Inspired by the brain, neuromorphic chips implement logic differently. Instead of Boolean true/false, they use analog "spike" signals. IBM's TrueNorth chip and Intel's Loihi represent this new paradigm, where logic emerges from timing and threshold behaviors rather than strict Boolean operations.

Quantum Logic Gates

Quantum computers use gates like Hadamard, CNOT, and Toffoli that operate on qubits in superposition. These gates manipulate probability amplitudes rather than definite 0s and 1s, yet they're still rooted in Boolean concepts.

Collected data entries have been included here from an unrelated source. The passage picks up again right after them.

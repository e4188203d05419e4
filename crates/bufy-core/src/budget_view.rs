//! State behind the budget list screen.
//!
//! The view keeps the projected entries, the current search/filter selection,
//! the create/edit dialog state and a queue of transient notifications. It
//! re-projects from scratch whenever the attached [`AccountStore`] publishes a
//! new snapshot.

use std::sync::{
    atomic::{AtomicBool, Ordering},
    Arc,
};

use bufy_domain::{AccountSnapshot, BudgetDraft, BudgetEntry, BudgetFilter, BudgetQuery};
use tracing::{debug, info, warn};

use crate::{
    actions::{budget_route, BudgetActions},
    budget_service::{BudgetMetrics, BudgetService},
    notification::Notification,
    snapshot_store::{AccountStore, SubscriptionId},
    summary_service::{BudgetOverview, SummaryService},
    CoreError,
};

pub const EMPTY_FILTERED_MESSAGE: &str = "No budgets match your search criteria";
pub const EMPTY_LIST_MESSAGE: &str = "No budgets created yet. Create your first budget!";

struct Attachment {
    store: Arc<AccountStore>,
    subscription: SubscriptionId,
    stale: Arc<AtomicBool>,
}

pub struct BudgetListView {
    snapshot: Option<AccountSnapshot>,
    entries: Vec<BudgetEntry>,
    metrics: BudgetMetrics,
    query: BudgetQuery,
    loading: bool,
    budget_to_edit: Option<BudgetEntry>,
    create_dialog_open: bool,
    notifications: Vec<Notification>,
    attachment: Option<Attachment>,
}

impl Default for BudgetListView {
    fn default() -> Self {
        Self::new()
    }
}

impl BudgetListView {
    /// Creates a detached view; feed it with [`BudgetListView::refresh`].
    pub fn new() -> Self {
        Self {
            snapshot: None,
            entries: Vec::new(),
            metrics: BudgetMetrics::default(),
            query: BudgetQuery::default(),
            loading: true,
            budget_to_edit: None,
            create_dialog_open: false,
            notifications: Vec::new(),
            attachment: None,
        }
    }

    /// Creates a view that follows `store`, projecting its current snapshot.
    pub fn attach(store: Arc<AccountStore>) -> Self {
        let stale = Arc::new(AtomicBool::new(false));
        let flag = Arc::clone(&stale);
        let subscription = store.subscribe(move |_| flag.store(true, Ordering::SeqCst));
        let mut view = Self::new();
        view.refresh(store.get().as_ref());
        view.attachment = Some(Attachment {
            store,
            subscription,
            stale,
        });
        view
    }

    /// Re-projects from the attached store if it changed since the last sync.
    ///
    /// Returns `true` when a recompute happened.
    pub fn sync(&mut self) -> bool {
        let latest = match &self.attachment {
            Some(attachment) if attachment.stale.swap(false, Ordering::SeqCst) => {
                attachment.store.get()
            }
            _ => return false,
        };
        self.refresh(latest.as_ref());
        true
    }

    /// Rebuilds entries and metrics from `snapshot`.
    pub fn refresh(&mut self, snapshot: Option<&AccountSnapshot>) {
        self.loading = true;
        self.snapshot = snapshot.copied();
        self.entries = BudgetService::project(snapshot);
        self.metrics = BudgetService::metrics(snapshot);
        self.loading = false;
        debug!(
            "budget list recomputed: {} entries, {} over budget",
            self.entries.len(),
            self.metrics.over_budget_count
        );
    }

    pub fn is_loading(&self) -> bool {
        self.loading
    }

    pub fn entries(&self) -> &[BudgetEntry] {
        &self.entries
    }

    pub fn metrics(&self) -> BudgetMetrics {
        self.metrics
    }

    pub fn overview(&self) -> BudgetOverview {
        SummaryService::overview(self.snapshot.as_ref())
    }

    pub fn query(&self) -> &BudgetQuery {
        &self.query
    }

    pub fn set_search(&mut self, term: impl Into<String>) {
        self.query.search = term.into();
    }

    pub fn set_filter(&mut self, filter: BudgetFilter) {
        self.query.filter = filter;
    }

    /// Entries that pass the current search term and filter.
    pub fn visible_entries(&self) -> Vec<BudgetEntry> {
        BudgetService::filter(&self.entries, &self.query, &self.metrics)
    }

    pub fn is_over_budget(&self, entry: &BudgetEntry) -> bool {
        BudgetService::is_over_budget(entry, &self.metrics)
    }

    /// Placeholder text for an empty list, or `None` when entries are visible.
    pub fn empty_state_message(&self) -> Option<&'static str> {
        if !self.visible_entries().is_empty() {
            return None;
        }
        if self.query.is_narrowed() {
            Some(EMPTY_FILTERED_MESSAGE)
        } else {
            Some(EMPTY_LIST_MESSAGE)
        }
    }

    pub fn is_create_dialog_open(&self) -> bool {
        self.create_dialog_open
    }

    pub fn budget_to_edit(&self) -> Option<&BudgetEntry> {
        self.budget_to_edit.as_ref()
    }

    pub fn open_create_dialog(&mut self) {
        self.budget_to_edit = None;
        self.create_dialog_open = true;
    }

    /// Opens the dialog pre-filled with the entry `id`.
    pub fn begin_edit(&mut self, id: u32) -> Result<(), CoreError> {
        let entry = self
            .entries
            .iter()
            .find(|entry| entry.id == id)
            .cloned()
            .ok_or(CoreError::BudgetNotFound(id))?;
        self.budget_to_edit = Some(entry);
        self.create_dialog_open = true;
        Ok(())
    }

    pub fn cancel_edit(&mut self) {
        self.budget_to_edit = None;
        self.create_dialog_open = false;
    }

    /// Submits the dialog: updates the entry being edited, or creates a new one.
    ///
    /// On failure the dialog stays open and an error notification is queued.
    pub fn save(&mut self, draft: BudgetDraft, actions: &mut dyn BudgetActions) -> bool {
        let editing = self.budget_to_edit.as_ref().map(|entry| entry.id);
        let result = match editing {
            Some(id) => actions.update(id, &draft),
            None => actions.create(&draft),
        };

        match result {
            Ok(()) => {
                if let Some(id) = editing {
                    if let Some(entry) = self.entries.iter_mut().find(|entry| entry.id == id) {
                        entry.apply(&draft);
                    }
                    self.metrics =
                        BudgetService::metrics_for(&self.entries, self.metrics.total_spent);
                    self.notify(Notification::success("Budget updated successfully"));
                } else {
                    self.notify(Notification::success("Budget created successfully"));
                }
                self.create_dialog_open = false;
                self.budget_to_edit = None;
                true
            }
            Err(err) => {
                warn!("saving budget `{}` failed: {}", draft.name, err);
                let message = if editing.is_some() {
                    "Failed to update budget"
                } else {
                    "Failed to create budget"
                };
                self.notify(Notification::error(message));
                false
            }
        }
    }

    pub fn delete(&mut self, id: u32, actions: &mut dyn BudgetActions) -> bool {
        match actions.delete(id) {
            Ok(()) => {
                self.notify(Notification::success("Budget deleted successfully"));
                true
            }
            Err(err) => {
                warn!("deleting budget {} failed: {}", id, err);
                self.notify(Notification::error("Failed to delete budget"));
                false
            }
        }
    }

    /// Navigates to the detail route of entry `id` and returns that route.
    pub fn view_details(
        &mut self,
        id: u32,
        actions: &mut dyn BudgetActions,
    ) -> Result<String, CoreError> {
        let route = budget_route(id);
        actions.navigate(&route)?;
        Ok(route)
    }

    /// Hands queued notifications to the caller, oldest first.
    pub fn drain_notifications(&mut self) -> Vec<Notification> {
        std::mem::take(&mut self.notifications)
    }

    fn notify(&mut self, notification: Notification) {
        info!("{}: {}", notification.kind, notification.message);
        self.notifications.push(notification);
    }
}

impl Drop for BudgetListView {
    fn drop(&mut self) {
        if let Some(attachment) = self.attachment.take() {
            attachment.store.unsubscribe(attachment.subscription);
        }
    }
}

Quantum circuit diagram showing quantum logic gates
A quantum circuit diagram. Quantum gates transform qubits, extending Boolean logic into the quantum realm. Source: Wikimedia Commons

Summary

From George Boole's 1847 treatise to today's 100-billion-transistor chips, Boolean logic has remained the unchanging foundation of digital computation. Three simple operations—AND, OR, NOT—combine to form everything from basic addition to artificial intelligence.

Key Takeaways

  • Universality: AND, OR, and NOT can express any computable function.
  • Physical implementation: Logic gates built from transistors make Boolean math real.
  • NAND is universal: Every circuit can be built from NAND gates alone.
  • Math from logic: Addition, subtraction, and all arithmetic reduce to Boolean operations.
  • The ALU: This circuit combines all operations into the computational heart of every processor.
  • Continuing evolution: Reversible and quantum gates extend Boolean concepts into new frontiers.

George Boole believed he was discovering the laws of human thought. He was partially right—he discovered the laws of computation, the framework that lets machines think in their own way. Every time you use a computer, every algorithm that runs, every AI that learns, is a testament to the power of Boolean logic.